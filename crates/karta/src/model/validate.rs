//! Invariant checks for compiled features.

use karta_patterns::StepType;
use thiserror::Error;

use super::{Feature, IterationPolicy, Scenario, Step};
use crate::data::round_total;

/// A feature tree violates a structural or probability invariant.
#[derive(Debug, Clone, PartialEq, Error)]
pub enum ValidationError {
    /// The feature declares no scenarios.
    #[error("feature `{feature}` must contain at least one scenario")]
    NoScenarios {
        /// Feature name.
        feature: String,
    },
    /// The iteration count is zero.
    #[error("feature `{feature}` must run at least one iteration")]
    NoIterations {
        /// Feature name.
        feature: String,
    },
    /// A scenario probability lies outside `(0, 1]`.
    #[error("scenario `{scenario}` probability {probability} must be greater than 0 and at most 1")]
    InvalidProbability {
        /// Scenario name.
        scenario: String,
        /// Offending probability.
        probability: f64,
    },
    /// One-per-iteration probabilities do not add up to one.
    #[error(
        "feature `{feature}` selects one scenario per iteration but scenario probabilities total {total:.2}, expected 1.00"
    )]
    ProbabilityTotal {
        /// Feature name.
        feature: String,
        /// Rounded probability total.
        total: f64,
    },
    /// A scenario has no steps.
    #[error("scenario `{scenario}` must contain at least one step")]
    EmptyScenario {
        /// Scenario name.
        scenario: String,
    },
    /// A condition or loop carries no nested steps.
    #[error("step `{step}` at line {line} must contain at least one nested step")]
    EmptyBlock {
        /// Step identifier.
        step: String,
        /// Line of the step.
        line: usize,
    },
    /// The conjunction does not introduce the step's type.
    #[error("step `{step}` at line {line} uses conjunction `{conjunction}` for a {found:?} step")]
    ConjunctionMismatch {
        /// Step identifier.
        step: String,
        /// Line of the step.
        line: usize,
        /// Conjunction used.
        conjunction: String,
        /// Actual step type.
        found: StepType,
    },
}

pub(super) fn feature(feature: &Feature) -> Result<(), ValidationError> {
    if feature.scenarios.is_empty() {
        return Err(ValidationError::NoScenarios {
            feature: feature.name.clone(),
        });
    }
    if feature.iterations == 0 {
        return Err(ValidationError::NoIterations {
            feature: feature.name.clone(),
        });
    }
    steps(&feature.background)?;
    for scenario in &feature.scenarios {
        self::scenario(scenario)?;
    }
    if feature.iteration_policy == IterationPolicy::OnePerIteration {
        let total = round_total(feature.scenarios.iter().map(|s| s.probability).sum());
        if (total - 1.0).abs() > f64::EPSILON {
            return Err(ValidationError::ProbabilityTotal {
                feature: feature.name.clone(),
                total,
            });
        }
    }
    Ok(())
}

pub(super) fn scenario(scenario: &Scenario) -> Result<(), ValidationError> {
    let probability = scenario.probability;
    if !(probability > 0.0 && probability <= 1.0) {
        return Err(ValidationError::InvalidProbability {
            scenario: scenario.name.clone(),
            probability,
        });
    }
    if scenario.steps.is_empty() {
        return Err(ValidationError::EmptyScenario {
            scenario: scenario.name.clone(),
        });
    }
    steps(&scenario.setup_steps)?;
    steps(&scenario.steps)?;
    steps(&scenario.teardown_steps)
}

fn steps(steps: &[Step]) -> Result<(), ValidationError> {
    steps.iter().try_for_each(step)
}

fn step(step: &Step) -> Result<(), ValidationError> {
    let found = step.step_type();
    if step.conjunction.step_type() != found {
        return Err(ValidationError::ConjunctionMismatch {
            step: step.identifier.clone(),
            line: step.line_number,
            conjunction: step.conjunction.to_string(),
            found,
        });
    }
    if found != StepType::Step && step.nested().is_empty() {
        return Err(ValidationError::EmptyBlock {
            step: step.identifier.clone(),
            line: step.line_number,
        });
    }
    steps(step.nested())
}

==========

▶ **Task description**: Retype the records above in full. Every word should match.

▶ **Exercise answer**:
filename crates/karta/src/model/validate.rs
//! Invariant checks for compiled features.

use karta_patterns::StepType;
use thiserror::Error;

use super::{Feature, IterationPolicy, Scenario, Step};
use crate::data::round_total;

/// A feature tree violates a structural or probability invariant.
#[derive(Debug, Clone, PartialEq, Error)]
pub enum ValidationError {
    /// The feature declares no scenarios.
    #[error("feature `{feature}` must contain at least one scenario")]
    NoScenarios {
        /// Feature name.
        feature: String,
    },
    /// The iteration count is zero.
    #[error("feature `{feature}` must run at least one iteration")]
    NoIterations {
        /// Feature name.
        feature: String,
    },
    /// A scenario probability lies outside `(0, 1]`.
    #[error("scenario `{scenario}` probability {probability} must be greater than 0 and at most 1")]
    InvalidProbability {
        /// Scenario name.
        scenario: String,
        /// Offending probability.
        probability: f64,
    },
    /// One-per-iteration probabilities do not add up to one.
    #[error(
        "feature `{feature}` selects one scenario per iteration but scenario probabilities total {total:.2}, expected 1.00"
    )]
    ProbabilityTotal {
        /// Feature name.
        feature: String,
        /// Rounded probability total.
        total: f64,
    },
    /// A scenario has no steps.
    #[error("scenario `{scenario}` must contain at least one step")]
    EmptyScenario {
        /// Scenario name.
        scenario: String,
    },
    /// A condition or loop carries no nested steps.
    #[error("step `{step}` at line {line} must contain at least one nested step")]
    EmptyBlock {
        /// Step identifier.
        step: String,
        /// Line of the step.
        line: usize,
    },
    /// The conjunction does not introduce the step's type.
    #[error("step `{step}` at line {line} uses conjunction `{conjunction}` for a {found:?} step")]
    ConjunctionMismatch {
        /// Step identifier.
        step: String,
        /// Line of the step.
        line: usize,
        /// Conjunction used.
        conjunction: String,
        /// Actual step type.
        found: StepType,
    },
}

pub(super) fn feature(feature: &Feature) -> Result<(), ValidationError> {
    if feature.scenarios.is_empty() {
        return Err(ValidationError::NoScenarios {
            feature: feature.name.clone(),
        });
    }
    if feature.iterations == 0 {
        return Err(ValidationError::NoIterations {
            feature: feature.name.clone(),
        });
    }
    steps(&feature.background)?;
    for scenario in &feature.scenarios {
        self::scenario(scenario)?;
    }
    if feature.iteration_policy == IterationPolicy::OnePerIteration {
        let total = round_total(feature.scenarios.iter().map(|s| s.probability).sum());
        if (total - 1.0).abs() > f64::EPSILON {
            return Err(ValidationError::ProbabilityTotal {
                feature: feature.name.clone(),
                total,
            });
        }
    }
    Ok(())
}

pub(super) fn scenario(scenario: &Scenario) -> Result<(), ValidationError> {
    let probability = scenario.probability;
    if !(probability > 0.0 && probability <= 1.0) {
        return Err(ValidationError::InvalidProbability {
            scenario: scenario.name.clone(),
            probability,
        });
    }
    if scenario.steps.is_empty() {
        return Err(ValidationError::EmptyScenario {
            scenario: scenario.name.clone(),
        });
    }
    steps(&scenario.setup_steps)?;
    steps(&scenario.steps)?;
    steps(&scenario.teardown_steps)
}

fn steps(steps: &[Step]) -> Result<(), ValidationError> {
    steps.iter().try_for_each(step)
}

fn step(step: &Step) -> Result<(), ValidationError> {
    let found = step.step_type();
    if step.conjunction.step_type() != found {
        return Err(ValidationError::ConjunctionMismatch {
            step: step.identifier.clone(),
            line: step.line_number,
            conjunction: step.conjunction.to_string(),
            found,
        });
    }
    if found != StepType::Step && step.nested().is_empty() {
        return Err(ValidationError::EmptyBlock {
            step: step.identifier.clone(),
            line: step.line_number,
        });
    }
    steps(step.nested())
}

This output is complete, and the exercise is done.